Barring some constants, the structure of these equations is identical, for monochromatic waves, to those in4,5. Following the arguments presented therein we can arrive at the scaling relationship

$${{\langle }}{l}_{{{{{{\rm{f}}}}}}}{{\rangle}}\propto {L}_{{{{{{\rm{c}}}}}}}{{\langle }}{h}^{2}{{{\rangle}}}^{-1/3}.$$

(8)

### Finite element simulation of elastodynamics

To numerically explore branching flows in elastic plates with randomly varying properties, we consider a thin rectangular plate of non-uniform thickness and dimensions $${L}_{x}\times {L}_{y}$$ modelled using shell finite elements in within ANSYS, a commercial finite element code. The main propagation direction is along $$x$$-axis. The length in this direction is $${L}_{x}(\gg {L}_{y})$$. The thickness of the plate is given by $${H}_{0}(1-h(x,y))$$ where $$h(x,y)$$ is a random field with zero mean and isotropic spatial correlation length $${L}_{{{{{{\rm{c}}}}}}}$$. A MATLAB code was used to generate multiple instances of the random field with desired standard deviation and correlation length. Simulations were carried out within the ANSYS APDL environment using SHELL181 finite elements.

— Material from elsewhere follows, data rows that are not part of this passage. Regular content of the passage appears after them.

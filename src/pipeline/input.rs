//! Input resolution: load a user-selected file and check it is an image.
//!
//! The declared content type comes from the file extension, like a browser's
//! `File.type`. When the extension is unknown the first bytes are sniffed
//! instead; anything that is still not `image/*` is rejected before any
//! network call is made.

use crate::error::Photo2VectorError;
use std::path::{Path, PathBuf};
use tracing::debug;

/// A selected file, fully read into memory.
#[derive(Debug, Clone, PartialEq, Eq)]
pub struct LocalImage {
    /// Original file name, including extension.
    pub name: String,
    /// Declared MIME type, e.g. `image/png`.
    pub content_type: String,
    pub bytes: Vec<u8>,
}

impl LocalImage {
    /// Build from bytes already in memory.
    ///
    /// Returns a validation error unless the content type is `image/*`.
    pub fn new(
        name: impl Into<String>,
        content_type: impl Into<String>,
        bytes: Vec<u8>,
    ) -> Result<Self, Photo2VectorError> {
        let image = Self {
            name: name.into(),
            content_type: content_type.into(),
            bytes,
        };
        if !image.content_type.starts_with("image/") {
            return Err(Photo2VectorError::Validation(format!(
                "Please upload an image file ('{}' is {})",
                image.name, image.content_type
            )));
        }
        Ok(image)
    }

    /// Read a file from disk, validating existence and type.
    pub async fn from_path(path: impl AsRef<Path>) -> Result<Self, Photo2VectorError> {
        let path = path.as_ref();
        let bytes = match tokio::fs::read(path).await {
            Ok(b) => b,
            Err(e) if e.kind() == std::io::ErrorKind::PermissionDenied => {
                return Err(Photo2VectorError::PermissionDenied {
                    path: path.to_path_buf(),
                });
            }
            Err(_) => {
                return Err(Photo2VectorError::FileNotFound {
                    path: PathBuf::from(path),
                });
            }
        };

        let name = path
            .file_name()
            .map(|n| n.to_string_lossy().into_owned())
            .unwrap_or_else(|| "image".to_string());
        let content_type = declared_content_type(&name, &bytes);
        debug!("Resolved local image: {} ({}, {} bytes)", path.display(), content_type, bytes.len());

        Self::new(name, content_type, bytes)
    }

    /// Text after the last `.` of the name, or `jpg` when there is none.
    pub fn extension(&self) -> &str {
        match self.name.rsplit_once('.') {
            Some((_, ext)) if !ext.is_empty() => ext,
            _ => "jpg",
        }
    }
}

/// Content type from the extension, falling back to magic bytes.
pub fn declared_content_type(name: &str, bytes: &[u8]) -> String {
    let ext = name
        .rsplit_once('.')
        .map(|(_, e)| e.to_ascii_lowercase())
        .unwrap_or_default();
    let by_ext = match ext.as_str() {
        "jpg" | "jpeg" | "jfif" => Some("image/jpeg"),
        "png" => Some("image/png"),
        "webp" => Some("image/webp"),
        "gif" => Some("image/gif"),
        "bmp" => Some("image/bmp"),
        "tif" | "tiff" => Some("image/tiff"),
        "avif" => Some("image/avif"),
        "heic" => Some("image/heic"),
        "svg" => Some("image/svg+xml"),
        "pdf" => Some("application/pdf"),
        "txt" => Some("text/plain"),
        _ => None,
    };
    if let Some(ct) = by_ext {
        return ct.to_string();
    }
    match image::guess_format(bytes) {
        Ok(format) => format.to_mime_type().to_string(),
        Err(_) => "application/octet-stream".to_string(),
    }
}
//! Progress-callback trait for pipeline events.
//!
//! Inject an [`Arc<dyn PipelineProgressCallback>`] via
//! [`crate::config::StudioConfigBuilder::progress_callback`] to receive
//! events as a file is uploaded, a job is polled and a result arrives.
//! The library never prints; the CLI turns these events into a spinner.
//!
//! # Example
//!
//! ```rust
//! use photo2vector::{PipelineProgressCallback, StudioConfig, UiState};
//! use std::sync::{Arc, atomic::{AtomicU32, Ordering}};
//!
//! struct PollCounter(AtomicU32);
//!
//! impl PipelineProgressCallback for PollCounter {
//!     fn on_poll_attempt(&self, attempt: u32, _max: u32) {
//!         self.0.store(attempt, Ordering::SeqCst);
//!     }
//! }
//!
//! let config = StudioConfig::builder()
//!     .progress_callback(Arc::new(PollCounter(AtomicU32::new(0))))
//!     .build()
//!     .unwrap();
//! ```

use crate::status::UiState;
use std::sync::Arc;

/// Called by the pipeline as it moves through its stages.
///
/// All methods have default no-op implementations so callers only override
/// what they care about.
pub trait PipelineProgressCallback: Send + Sync {
    /// Called after every accepted status transition.
    fn on_state_change(&self, state: &UiState) {
        let _ = state;
    }

    /// Called after a non-terminal status response.
    ///
    /// # Arguments
    /// * `attempt`: 1-indexed number of the status query just answered
    /// * `max`:     poll budget
    fn on_poll_attempt(&self, attempt: u32, max: u32) {
        let _ = (attempt, max);
    }

    /// Called when an upload is applied to the session.
    fn on_upload_complete(&self, public_url: &str) {
        let _ = public_url;
    }

    /// Called when a completed job yielded a media URL.
    fn on_result_ready(&self, result_url: &str) {
        let _ = result_url;
    }
}

/// A no-op implementation for callers that don't need progress events.
pub struct NoopProgressCallback;

impl PipelineProgressCallback for NoopProgressCallback {}

/// Convenience alias matching the type stored in [`crate::config::StudioConfig`].
pub type ProgressCallback = Arc<dyn PipelineProgressCallback>;
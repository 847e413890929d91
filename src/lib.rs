//! # photo2vector
//!
//! Turn a photo into vector-style art with a remote image-effects service.
//!
//! The service does the work; this crate drives it. A selected image is
//! uploaded to object storage through a signed URL, an effect job is
//! submitted for its public URL, the job is polled until it finishes, and the
//! resulting media is presented and saved locally.
//!
//! ## Pipeline Overview
//!
//! ```text
//! image file
//!  │
//!  ├─ 1. Input     read the file, check it is image/*
//!  ├─ 2. Upload    signed URL + PUT → public URL
//!  ├─ 3. Submit    effect job for the public URL → job id
//!  ├─ 4. Poll      status every 2 s, at most 60 times
//!  ├─ 5. Present   pick the result URL, decode it once
//!  └─ 6. Download  direct save → PNG re-encode → open in browser
//! ```
//!
//! [`Studio`] exposes each user action (select, generate, present,
//! download, reset) and keeps a [`StatusController`] in sync with them.
//! [`vectorize`] and friends run the whole pipeline in one call.
//!
//! ## Quick Start
//!
//! ```rust,no_run
//! use photo2vector::{vectorize_to_dir, StudioConfig};
//!
//! #[tokio::main]
//! async fn main() -> Result<(), Box<dyn std::error::Error>> {
//!     let config = StudioConfig::default();
//!     let output = vectorize_to_dir("portrait.jpg", "out", &config).await?;
//!     println!("{}", output.generation.result_url);
//!     if let Some(path) = output.download.as_ref().and_then(|d| d.saved_path()) {
//!         eprintln!("saved to {}", path.display());
//!     }
//!     Ok(())
//! }
//! ```
//!
//! ## Feature Flags
//!
//! | Feature | Default | Description |
//! |---------|---------|-------------|
//! | `cli`   | on      | Enables the `photo2vector` binary (clap + anyhow + tracing-subscriber + indicatif) |
//!
//! Disable `cli` when using only the library:
//! ```toml
//! photo2vector = { version = "0.1", default-features = false }
//! ```

// ── Modules ──────────────────────────────────────────────────────────────

pub mod client;
pub mod config;
pub mod error;
pub mod output;
pub mod pipeline;
pub mod progress;
pub mod retry;
pub mod session;
pub mod status;
pub mod studio;
pub mod vectorize;

// ── Re-exports ───────────────────────────────────────────────────────────

pub use client::{EffectsApi, FetchedMedia, HttpEffectsApi};
pub use config::{EffectFamily, StudioConfig, StudioConfigBuilder};
pub use error::{ApiStage, DownloadTierError, Photo2VectorError};
pub use output::{DownloadOutcome, DownloadReport, DownloadTier, Generation, VectorizeOutput, VectorizeStats};
pub use pipeline::download::{ExternalOpener, SystemBrowser};
pub use pipeline::input::LocalImage;
pub use pipeline::poll::{JobStatus, JobStatusResponse};
pub use pipeline::present::{PresentedResult, ResultPayload};
pub use pipeline::submit::{JobRequest, JobTicket};
pub use pipeline::upload::UploadedAsset;
pub use progress::{NoopProgressCallback, PipelineProgressCallback, ProgressCallback};
pub use session::Session;
pub use status::{DownloadControl, StatusController, UiState};
pub use studio::{Studio, UploadOutcome};
pub use vectorize::{upload_file, vectorize, vectorize_sync, vectorize_to_dir};
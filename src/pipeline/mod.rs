//! Pipeline stages for photo-to-vector generation.
//!
//! Each submodule implements one step and talks to the service only through
//! [`crate::client::EffectsApi`], so every stage can be tested against a
//! scripted API.
//!
//! ## Data Flow
//!
//! ```text
//! input ──▶ upload ──▶ submit ──▶ poll ──▶ present ──▶ download
//! (file)   (signed PUT) (job)   (status)  (decode)   (3 tiers)
//! ```
//!
//! 1. [`input`]:    read and type-check the local image
//! 2. [`upload`]:   name it, get a signed URL, `PUT` the bytes
//! 3. [`submit`]:   build the image or video job request and submit it
//! 4. [`poll`]:     query status at a fixed interval until terminal
//! 5. [`present`]:  pick the result URL and decode the media once
//! 6. [`download`]: direct save, PNG re-encode, then browser fallback

pub mod download;
pub mod input;
pub mod poll;
pub mod present;
pub mod submit;
pub mod upload;
//! Integration tests: the real HTTP client against a local mock service.
//!
//! Every endpoint the pipeline touches (upload target, signed PUT, job
//! submission, status, result media) is served by one `wiremock` server.

use image::{ImageFormat, Rgba, RgbaImage};
use photo2vector::{
    vectorize, vectorize_to_dir, ApiStage, DownloadOutcome, DownloadTier, LocalImage,
    Photo2VectorError, Session, Studio, StudioConfig, UiState, UploadOutcome,
};
use serde_json::json;
use std::io::Cursor;
use std::path::{Path, PathBuf};
use wiremock::matchers::{body_partial_json, header, method, path, path_regex};
use wiremock::{Mock, MockServer, ResponseTemplate};

const USER: &str = "test-user";

// ── Test helpers ─────────────────────────────────────────────────────────────

fn png_bytes(w: u32, h: u32) -> Vec<u8> {
    let mut out = Vec::new();
    image::DynamicImage::ImageRgba8(RgbaImage::from_pixel(w, h, Rgba([20, 40, 60, 255])))
        .write_to(&mut Cursor::new(&mut out), ImageFormat::Png)
        .unwrap();
    out
}

fn write_photo(dir: &Path) -> PathBuf {
    let p = dir.join("portrait.png");
    std::fs::write(&p, png_bytes(8, 8)).unwrap();
    p
}

fn config(server: &MockServer) -> StudioConfig {
    StudioConfig::builder()
        .api_base(server.uri())
        .content_base(format!("{}/cdn/", server.uri()))
        .user_id(USER)
        .poll_interval_ms(10)
        .max_polls(5)
        .build()
        .unwrap()
}

/// Upload target + signed PUT, both succeeding.
async fn mount_upload(server: &MockServer) {
    Mock::given(method("GET"))
        .and(path("/get-emd-upload-url"))
        .respond_with(
            ResponseTemplate::new(200).set_body_string(format!("{}/storage/put?sig=abc\n", server.uri())),
        )
        .mount(server)
        .await;
    Mock::given(method("PUT"))
        .and(path("/storage/put"))
        .and(header("content-type", "image/png"))
        .respond_with(ResponseTemplate::new(200))
        .expect(1)
        .mount(server)
        .await;
}

async fn mount_submit(server: &MockServer) {
    Mock::given(method("POST"))
        .and(path("/image-gen"))
        .and(body_partial_json(json!({
            "model": "image-effects",
            "toolType": "image-effects",
            "effectId": "photoToVectorArt",
            "userId": USER,
        })))
        .respond_with(ResponseTemplate::new(200).set_body_json(json!({"jobId": "job-42", "status": "queued"})))
        .expect(1)
        .mount(server)
        .await;
}

async fn mount_status(server: &MockServer, replies: &[serde_json::Value]) {
    let status_path = format!("/image-gen/{USER}/job-42/status");
    for reply in replies {
        Mock::given(method("GET"))
            .and(path(status_path.as_str()))
            .respond_with(ResponseTemplate::new(200).set_body_json(reply.clone()))
            .up_to_n_times(1)
            .mount(server)
            .await;
    }
}

// ── Tests ────────────────────────────────────────────────────────────────────

#[tokio::test]
async fn photo_to_saved_vector_art() {
    let server = MockServer::start().await;
    mount_upload(&server).await;
    mount_submit(&server).await;
    let result_url = format!("{}/results/out.png", server.uri());
    mount_status(
        &server,
        &[
            json!({"status": "processing"}),
            json!({"status": "completed", "result": [{"mediaUrl": result_url}]}),
        ],
    )
    .await;
    Mock::given(method("GET"))
        .and(path("/results/out.png"))
        .respond_with(
            ResponseTemplate::new(200)
                .insert_header("content-type", "image/png")
                .set_body_bytes(png_bytes(4, 3)),
        )
        .mount(&server)
        .await;

    let input = tempfile::tempdir().unwrap();
    let out = tempfile::tempdir().unwrap();
    let photo = write_photo(input.path());

    let output = vectorize_to_dir(&photo, out.path(), &config(&server)).await.unwrap();

    assert_eq!(output.input_name, "portrait.png");
    assert_eq!(output.generation.job_id, "job-42");
    assert_eq!(output.generation.result_url, result_url);
    assert_eq!(output.generation.polls, 2);
    assert!(output.generation.source_url.starts_with(&format!("{}/cdn/", server.uri())));
    assert!(output.generation.source_url.ends_with(".png"));
    assert_eq!(output.dimensions, Some((4, 3)));

    let report = output.download.expect("download requested");
    let DownloadOutcome::Saved { path, tier } = &report.outcome else {
        panic!("expected a saved file, got {:?}", report.outcome);
    };
    assert_eq!(*tier, DownloadTier::Direct);
    assert_eq!(path.extension().unwrap(), "png");
    assert!(path.starts_with(out.path()));
    assert_eq!(std::fs::read(path).unwrap(), png_bytes(4, 3));

    let requests = server.received_requests().await.unwrap();
    let target = requests
        .iter()
        .find(|r| r.url.path() == "/get-emd-upload-url")
        .unwrap();
    let (key, file_name) = target.url.query_pairs().next().unwrap();
    assert_eq!(key, "fileName");
    assert_eq!(file_name.len(), 21 + ".png".len());
    assert!(output.generation.source_url.ends_with(&*file_name));
}

#[tokio::test]
async fn no_download_returns_url_only() {
    let server = MockServer::start().await;
    mount_upload(&server).await;
    mount_submit(&server).await;
    mount_status(&server, &[json!({"status": "completed", "result": {"image": "https://elsewhere/r.jpg"}})]).await;

    let input = tempfile::tempdir().unwrap();
    let output = vectorize(write_photo(input.path()), &config(&server)).await.unwrap();

    assert_eq!(output.generation.result_url, "https://elsewhere/r.jpg");
    assert!(output.download.is_none());
    assert_eq!(output.generation.polls, 1);
}

#[tokio::test]
async fn failed_job_reports_server_message() {
    let server = MockServer::start().await;
    mount_upload(&server).await;
    mount_submit(&server).await;
    mount_status(&server, &[json!({"status": "failed", "error": "no face found"})]).await;

    let input = tempfile::tempdir().unwrap();
    let err = vectorize(write_photo(input.path()), &config(&server)).await.unwrap_err();

    match err {
        Photo2VectorError::JobFailed { job_id, message } => {
            assert_eq!(job_id, "job-42");
            assert_eq!(message, "no face found");
        }
        other => panic!("expected JobFailed, got {other:?}"),
    }
}

#[tokio::test]
async fn status_budget_runs_out() {
    let server = MockServer::start().await;
    mount_upload(&server).await;
    mount_submit(&server).await;
    Mock::given(method("GET"))
        .and(path_regex(r"^/image-gen/.+/status$"))
        .respond_with(ResponseTemplate::new(200).set_body_json(json!({"status": "processing"})))
        .expect(5)
        .mount(&server)
        .await;

    let input = tempfile::tempdir().unwrap();
    let err = vectorize(write_photo(input.path()), &config(&server)).await.unwrap_err();

    assert!(matches!(err, Photo2VectorError::Timeout { attempts: 5, .. }), "{err:?}");
}

#[tokio::test]
async fn upload_target_error_is_network_error() {
    let server = MockServer::start().await;
    Mock::given(method("GET"))
        .and(path("/get-emd-upload-url"))
        .respond_with(ResponseTemplate::new(500))
        .mount(&server)
        .await;

    let studio = Studio::new(config(&server)).unwrap();
    let session = Session::new();
    let file = LocalImage::new("me.jpg", "image/jpeg", vec![1, 2, 3]).unwrap();

    let err = studio.select_file(&session, file).await.unwrap_err();

    match &err {
        Photo2VectorError::Network { stage, .. } => assert_eq!(*stage, ApiStage::UploadTarget),
        other => panic!("expected Network, got {other:?}"),
    }
    assert!(err.to_string().starts_with("Failed to get signed URL"), "{err}");
    assert!(matches!(studio.status().state(), UiState::Error(_)));
}

#[tokio::test]
async fn submit_error_leaves_session_usable() {
    let server = MockServer::start().await;
    mount_upload(&server).await;
    Mock::given(method("POST"))
        .and(path("/image-gen"))
        .respond_with(ResponseTemplate::new(503))
        .mount(&server)
        .await;

    let studio = Studio::new(config(&server)).unwrap();
    let session = Session::new();
    let file = LocalImage::new("me.png", "image/png", png_bytes(2, 2)).unwrap();
    assert!(matches!(
        studio.select_file(&session, file).await.unwrap(),
        UploadOutcome::Applied(_)
    ));

    let err = studio.generate(&session).await.unwrap_err();

    assert!(matches!(err, Photo2VectorError::Network { stage: ApiStage::Submit, .. }), "{err:?}");
    assert!(matches!(studio.status().state(), UiState::Error(_)));
    assert!(session.current_asset().is_some());
}

#[tokio::test]
async fn missing_input_file() {
    let err = vectorize("/definitely/not/here.png", &StudioConfig::default())
        .await
        .unwrap_err();
    assert!(matches!(err, Photo2VectorError::FileNotFound { .. }), "{err:?}");
}
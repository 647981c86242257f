//! Terminal output: the notice printer and log setup.

use colored::Colorize;
use favs_core::notice::{Notice, NoticeLevel, Notifier};
use tracing_subscriber::EnvFilter;

/// Prints notices to the terminal, errors on stderr.
#[derive(Debug, Clone, Copy, Default)]
pub struct ConsoleNotifier;

impl Notifier for ConsoleNotifier {
    fn notify(&self, notice: Notice) {
        match notice.level {
            NoticeLevel::Success => println!("{}", format!("✓ {}", notice.message).green()),
            NoticeLevel::Info => println!("{}", notice.message.cyan()),
            NoticeLevel::Error => eprintln!("{}", format!("✗ {}", notice.message).red()),
        }
    }
}

/// Installs the log subscriber on stderr. `RUST_LOG` wins over the
/// configured level.
pub fn init_tracing(configured_level: &str) {
    let filter = EnvFilter::try_from_default_env()
        .or_else(|_| EnvFilter::try_new(configured_level))
        .unwrap_or_else(|_| EnvFilter::new("warn"));

    tracing_subscriber::fmt()
        .with_env_filter(filter)
        .with_writer(std::io::stderr)
        .with_target(false)
        .init();
}
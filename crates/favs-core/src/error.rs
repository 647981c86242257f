//! Error types for the favs workspace.

use serde::{Deserialize, Serialize};
use thiserror::Error;

/// A shared error type for every favs crate.
///
/// Repositories and storage backends return this type. The favorites store
/// itself never hands it to its callers: it logs it and degrades instead.
#[derive(Error, Debug, Clone, Serialize, Deserialize)]
pub enum FavsError {
    /// Entity not found error with type information
    #[error("Entity not found: {entity_type} '{id}'")]
    NotFound {
        entity_type: &'static str,
        id: String,
    },

    /// IO error (file system operations)
    #[error("IO error: {message}")]
    Io { message: String },

    /// Serialization/deserialization error
    #[error("Serialization error: {format} - {message}")]
    Serialization {
        format: String, // "TOML", "JSON", etc.
        message: String,
    },

    /// Schema migration error
    #[error("Migration error: {0}")]
    Migration(String),

    /// Configuration error
    #[error("Configuration error: {0}")]
    Config(String),

    /// Key-value storage backend error (quota, disabled storage, bad key)
    #[error("Storage error: {0}")]
    Storage(String),

    /// Input rejected before reaching the domain (missing id, bad bucket name)
    #[error("Validation error: {0}")]
    Validation(String),
}

impl FavsError {
    // ============================================================================
    // Constructor helpers
    // ============================================================================

    /// Creates a NotFound error
    pub fn not_found(entity_type: &'static str, id: impl Into<String>) -> Self {
        Self::NotFound {
            entity_type,
            id: id.into(),
        }
    }

    /// Creates an IO error
    pub fn io(message: impl Into<String>) -> Self {
        Self::Io {
            message: message.into(),
        }
    }

    /// Creates a Config error
    pub fn config(message: impl Into<String>) -> Self {
        Self::Config(message.into())
    }

    /// Creates a Storage error
    pub fn storage(message: impl Into<String>) -> Self {
        Self::Storage(message.into())
    }

    /// Creates a Validation error
    pub fn validation(message: impl Into<String>) -> Self {
        Self::Validation(message.into())
    }

    /// Creates a Migration error
    pub fn migration(message: impl Into<String>) -> Self {
        Self::Migration(message.into())
    }

    // ============================================================================
    // Type checking methods
    // ============================================================================

    /// Check if this is a serialization error
    pub fn is_serialization(&self) -> bool {
        matches!(self, Self::Serialization { .. })
    }

    /// Check if this is a validation error
    pub fn is_validation(&self) -> bool {
        matches!(self, Self::Validation(_))
    }

    /// Check if this error means the persisted data itself is unusable.
    ///
    /// Returns true for serialization and migration failures. A blob in this
    /// state is treated the same as a missing one.
    pub fn is_malformed_data(&self) -> bool {
        matches!(self, Self::Serialization { .. } | Self::Migration(_))
    }
}

// ============================================================================
// From implementations for automatic conversion
// ============================================================================

impl From<std::io::Error> for FavsError {
    fn from(err: std::io::Error) -> Self {
        Self::Io {
            message: format!("{} (kind: {:?})", err, err.kind()),
        }
    }
}

impl From<serde_json::Error> for FavsError {
    fn from(err: serde_json::Error) -> Self {
        Self::Serialization {
            format: "JSON".to_string(),
            message: err.to_string(),
        }
    }
}

impl From<toml::de::Error> for FavsError {
    fn from(err: toml::de::Error) -> Self {
        Self::Serialization {
            format: "TOML".to_string(),
            message: err.to_string(),
        }
    }
}

impl From<version_migrate::MigrationError> for FavsError {
    fn from(err: version_migrate::MigrationError) -> Self {
        use version_migrate::MigrationError;

        match err {
            MigrationError::EntityNotFound(id) => Self::not_found("entity", id),
            MigrationError::DeserializationError(_) | MigrationError::SerializationError(_) => {
                Self::Serialization {
                    format: "migration".to_string(),
                    message: err.to_string(),
                }
            }
            MigrationError::IoError { .. } => Self::Io {
                message: err.to_string(),
            },
            _ => Self::Migration(err.to_string()),
        }
    }
}

/// A type alias for `Result<T, FavsError>`.
pub type Result<T> = std::result::Result<T, FavsError>;

#[cfg(test)]
mod tests {
    use super::*;

    #[test]
    fn test_malformed_data_classification() {
        let parse_err = serde_json::from_str::<serde_json::Value>("{not json").unwrap_err();
        let err: FavsError = parse_err.into();
        assert!(err.is_serialization());
        assert!(err.is_malformed_data());

        assert!(FavsError::migration("unknown version").is_malformed_data());
        assert!(!FavsError::storage("quota exceeded").is_malformed_data());
    }

    #[test]
    fn test_io_error_conversion_keeps_kind() {
        let io = std::io::Error::new(std::io::ErrorKind::PermissionDenied, "denied");
        let err: FavsError = io.into();
        assert!(err.to_string().contains("PermissionDenied"));
    }
}
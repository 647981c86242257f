//! Domain layer of the favs workspace.
//!
//! # Module Structure
//!
//! - `favorite`: collections, items, buckets, identities and per-type views
//! - `storage`: the key-value substrate trait
//! - `notice`: the user-facing notification channel
//! - `config`: runtime configuration model
//! - `error`: the shared error type

pub mod config;
pub mod error;
pub mod favorite;
pub mod notice;
pub mod storage;

// Re-export common error type
pub use error::FavsError;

SHELL181 finite elements have both membrane and flexural strain energy taken into account. The degrees-of-freedom for each node are 3 displacements and 3 rotations. Rotational degrees-of-freedom are required in plate/shell finite elements, unlike many 3D elasticity formulations because of the intrinsic simplification through the thickness within the theory of plates and shells. During the simulations, the two in-plane degrees-of-freedom were locked and so was the rotation about the axis normal to the plate. Thus the remaining active degrees-of-freedom for each finite element node are the transverse displacement and two rotations. The element allows specification of different thickness values at each of the nodes and also interpolates thickness within an element. This is crucial as we have a spatially varying flexural rigidity field $$D(x,y)$$. The approach uses variational minimisation of the integral of the Lagrangian of the elastic continuum $$L=T-U$$, where $$T$$ is the kinetic energy and $$U$$ the potential energy. Local basis functions, known as shape functions are used to describe the elastic field in conjunction with unknowns that are treated as the generalised coordinates of the problem. Setting $$\delta {{{{{\rm{\int }}}}}}L{{{{{\rm{d}}}}}}t=0$$ within two arbitrary instances of time, where $$\delta$$ is “the first variation of”23 leads to a set of coupled ordinary differential equations, the spatial variable having been eliminated in the process. These coupled ordinary differential equations were solved using a Newmark-$$\beta$$ scheme24. The details are omitted as the implementation is a part of the commercial code used. Although the element is capable of simulating dynamics of surface structures with intrinsic curvature, such as those in elastic shells, we have simulated a structure with a plate-like flat equilibrium shape.

The right edge is fixed and the two long edges running $$x$$-wise are free. The left edge is excited transversely with a Gaussian pulse of dominant frequency $$\omega$$ to give rise to a pulse composed predominantly of wavelength $$\lambda$$. Using the dispersion relation of a homogeneous plate whose thickness is the same as nominal thickness of the plate under consideration we can obtain $$\omega =\gamma {(2\pi /\lambda )}^{2}$$. The temporal profile of the excitation is shown in Fig. 5.

Simulations were carried out on the normalised domain $$(\widetilde{x},\widetilde{y})\in [0,\,40]\,\times\, [0,\,8]$$ except for the lowest three standard deviation which were done over $$(\widetilde{x},\widetilde{y})\in [0,\,80]\,\times\, [0,\,8]$$. Note that even for the lowest amount of randomness studied $${{\langle }}{\widetilde{l}}_{{{{{{\rm{f}}}}}}}{{\rangle}} \, < \, 40$$, but it was ensured for all simulations the propagation distance was at least twice as much as the expectation value of the first focusing event to avoid biasing the sample. This means that for the highest 7 standard deviations studied, a field of normalised length $$40$$ was sufficient but for that latter a field of normalised length $$80$$ was used. This was done due to the computational load associated with running these simulation. It is apparent that this has not had any significant bias on the sample since there is no discontinuity in the trend of the expectation value of the first focusing events. This can also be seen by looking at the spread of data in the main text of the paper. More details about simulations can be found in Supplementary note 1, Supplementary information.
A Gaussian correlation function was used to construct the thickness fluctuation field $$h(x,y)$$ for all the results reported in the main text. We also used a power law correlation function of the form $$A(x,y)=(1+({x}^{2}+{y}^{2})/{L}_{{{{{{\rm{c}}}}}}}^{2})^{-2}$$. The scaling remains unaffected (Fig. 6). This is consistent with literature on branching phenomenon in other physical contexts that the scaling of $${{\langle }}{l}_{f}{{\rangle}}$$ remains unchanged if other correlation functions are used4. The only requirement is that the integral of this function over $${{\mathbb{R}}}^{2}$$ be well defined.